Bhimsain (born Bhimsain Khurana; November 24, 1936 – April 17, 2018) was an Indian film director, producer, screenwriter and animator. He is best known as the pioneer of Indian animation, along with his mentor Ram Mohan. He was the recipient of 16 President's National Awards for his contributions to Indian cinema.

He is best known for directing the critically acclaimed Gharaonda (1977) starring Amol Palekar and Zarina Wahab, and Dooriyaan (1979) starring Sharmila Tagore and Uttam Kumar.

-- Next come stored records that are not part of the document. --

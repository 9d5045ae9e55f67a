//! In-memory key/value store for testing.

use crate::backend::{validate_key, KeyValueStore};
use crate::error::StorageResult;
use parking_lot::RwLock;
use std::collections::BTreeMap;

/// An in-memory key/value store.
///
/// This store keeps all values in memory and is suitable for:
/// - Unit tests
/// - Integration tests
/// - Sessions that don't need to survive a restart
///
/// # Thread Safety
///
/// This store is thread-safe and can be shared across threads.
///
/// # Example
///
/// ```rust
/// use closetsync_storage::{InMemoryStore, KeyValueStore};
///
/// let store = InMemoryStore::new();
/// store.set("key", "value").unwrap();
/// assert_eq!(store.keys().unwrap(), vec!["key".to_string()]);
/// ```
#[derive(Debug, Default)]
pub struct InMemoryStore {
    entries: RwLock<BTreeMap<String, String>>,
}

impl InMemoryStore {
    /// Creates a new empty in-memory store.
    #[must_use]
    pub fn new() -> Self {
        Self::default()
    }

    /// Creates a store with pre-existing entries.
    ///
    /// Useful for testing recovery from corrupt or stale values.
    #[must_use]
    pub fn with_entries<I, K, V>(entries: I) -> Self
    where
        I: IntoIterator<Item = (K, V)>,
        K: Into<String>,
        V: Into<String>,
    {
        Self {
            entries: RwLock::new(
                entries
                    .into_iter()
                    .map(|(k, v)| (k.into(), v.into()))
                    .collect(),
            ),
        }
    }

    /// Returns the number of stored keys.
    #[must_use]
    pub fn len(&self) -> usize {
        self.entries.read().len()
    }

    /// Returns true if nothing is stored.
    #[must_use]
    pub fn is_empty(&self) -> bool {
        self.entries.read().is_empty()
    }

    /// Clears all entries.
    pub fn clear(&self) {
        self.entries.write().clear();
    }
}

impl KeyValueStore for InMemoryStore {
    fn get(&self, key: &str) -> StorageResult<Option<String>> {
        validate_key(key)?;
        Ok(self.entries.read().get(key).cloned())
    }

    fn set(&self, key: &str, value: &str) -> StorageResult<()> {
        validate_key(key)?;
        self.entries
            .write()
            .insert(key.to_string(), value.to_string());
        Ok(())
    }

    fn remove(&self, key: &str) -> StorageResult<()> {
        validate_key(key)?;
        self.entries.write().remove(key);
        Ok(())
    }

    fn keys(&self) -> StorageResult<Vec<String>> {
        Ok(self.entries.read().keys().cloned().collect())
    }
}
//! Sync command implementation.

use super::{format_timestamp, open_orchestrator};
use closetsync_engine::{MergeOutcome, SyncConfig, SyncOutcome};
use std::path::Path;
use std::time::Duration;

/// Runs the sync command.
pub fn run(
    path: &Path,
    base_url: &str,
    timeout: Duration,
    api_key: Option<&str>,
) -> Result<(), Box<dyn std::error::Error>> {
    let config = SyncConfig::new(base_url).with_timeout(timeout);
    let sync = open_orchestrator(path, config, api_key, true)?;

    let runtime = tokio::runtime::Builder::new_current_thread()
        .enable_all()
        .build()?;
    let outcome = runtime.block_on(sync.sync_now())?;

    let result = match outcome {
        SyncOutcome::Completed(result) => result,
        SyncOutcome::Skipped(reason) => {
            println!("sync skipped: {reason:?}");
            return Ok(());
        }
    };

    println!("Delivered:  {}", result.delivered);
    println!("Failed:     {}", result.failures.len());
    for failure in &result.failures {
        println!("  {} {}: {}", failure.operation_id, failure.kind, failure.error);
    }
    for op in sync.take_abandoned() {
        println!("  abandoned {} {} after {} attempts", op.id(), op.kind(), op.retry_count());
    }
    match &result.merge {
        MergeOutcome::Applied { replayed, .. } => {
            println!("Merged:     yes ({replayed} pending replayed)");
        }
        MergeOutcome::Skipped(e) => println!("Merged:     no ({e})"),
    }
    println!("Last sync:  {}", format_timestamp(sync.status().last_sync_timestamp));
    println!("Took:       {:?}", result.duration);

    Ok(())
}
//! # closetsync testkit
//!
//! Test utilities for closetsync.
//!
//! This crate provides:
//! - Property-based test generators using proptest
//! - Sample profiles and a ready-wired orchestrator harness
//!
//! ## Usage
//!
//! ```rust,ignore
//! use closetsync_testkit::prelude::*;
//!
//! #[tokio::test]
//! async fn drains_after_reconnect() {
//!     let harness = TestSync::in_memory("u1", false);
//!     harness.sync.enqueue_like("item").unwrap();
//!     harness.connectivity.set_online(true);
//!     // ...
//! }
//! ```

#![deny(unsafe_code)]
#![warn(missing_docs)]

pub mod fixtures;
pub mod generators;

/// Prelude module for convenient imports
pub mod prelude {
    pub use crate::fixtures::*;
    pub use crate::generators::*;
}

pub use fixtures::*;
pub use generators::*;
//! Key/value store trait definition.

use crate::error::{StorageError, StorageResult};

/// A durable key/value store holding string values.
///
/// Stores are **opaque**. The sync engine writes whole serialized values
/// (the operation queue as a JSON array, the last-sync timestamp as an
/// integer) and reads them back verbatim.
///
/// # Invariants
///
/// - `get` returns exactly the value of the last successful `set`
/// - `set` replaces the value atomically; a reader never sees a partial value
/// - `remove` on a missing key succeeds
/// - Stores must be `Send + Sync` for concurrent access
pub trait KeyValueStore: Send + Sync {
    /// Reads the value stored under `key`.
    ///
    /// # Errors
    ///
    /// Returns an error if the key is invalid or an I/O error occurs.
    fn get(&self, key: &str) -> StorageResult<Option<String>>;

    /// Stores `value` under `key`, replacing any previous value.
    ///
    /// # Errors
    ///
    /// Returns an error if the key is invalid or the write fails.
    fn set(&self, key: &str, value: &str) -> StorageResult<()>;

    /// Removes the value stored under `key`.
    ///
    /// # Errors
    ///
    /// Returns an error if the key is invalid or the removal fails.
    fn remove(&self, key: &str) -> StorageResult<()>;

    /// Lists all keys currently present, sorted.
    ///
    /// # Errors
    ///
    /// Returns an error if the key listing cannot be read.
    fn keys(&self) -> StorageResult<Vec<String>>;
}

/// Checks that a key only uses `[A-Za-z0-9._-]` and is not empty.
///
/// Keys double as file names in [`crate::FileStore`], so the same rule
/// applies to every store.
///
/// # Errors
///
/// Returns [`StorageError::InvalidKey`] for a rejected key.
pub fn validate_key(key: &str) -> StorageResult<()> {
    let valid = !key.is_empty()
        && key != "."
        && key != ".."
        && key
            .chars()
            .all(|c| c.is_ascii_alphanumeric() || matches!(c, '.' | '_' | '-'));

    if valid {
        Ok(())
    } else {
        Err(StorageError::InvalidKey(key.to_string()))
    }
}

He is also known for creating the animation short film Ek Anek Aur Ekta (1974) which aired on Doordarshan in the 70s. Bhimsain has also directed India's largest animation series Vartmaan (1994).

Early life 
Born in Multan (now in Pakistan) in 1936, Bhimsain moved to Lucknow after the partition. Belonging to family of artists, he gravitated to arts and music early, studying fine arts and learning classical music at the Lucknow College of Arts and Crafts which held him in good stead throughout his life. In 1961, Bhimsain moved to Mumbai after he secured a job at the Films Division of India as background painter. It is here that he learned the art and craft of animation filmmaking, under the mentorship of Ram Mohan.

Career 
Bhimsain made his debut with the animation short The Climb (1970) which earned him the Silver Hugo Award at the Chicago International Film Festival.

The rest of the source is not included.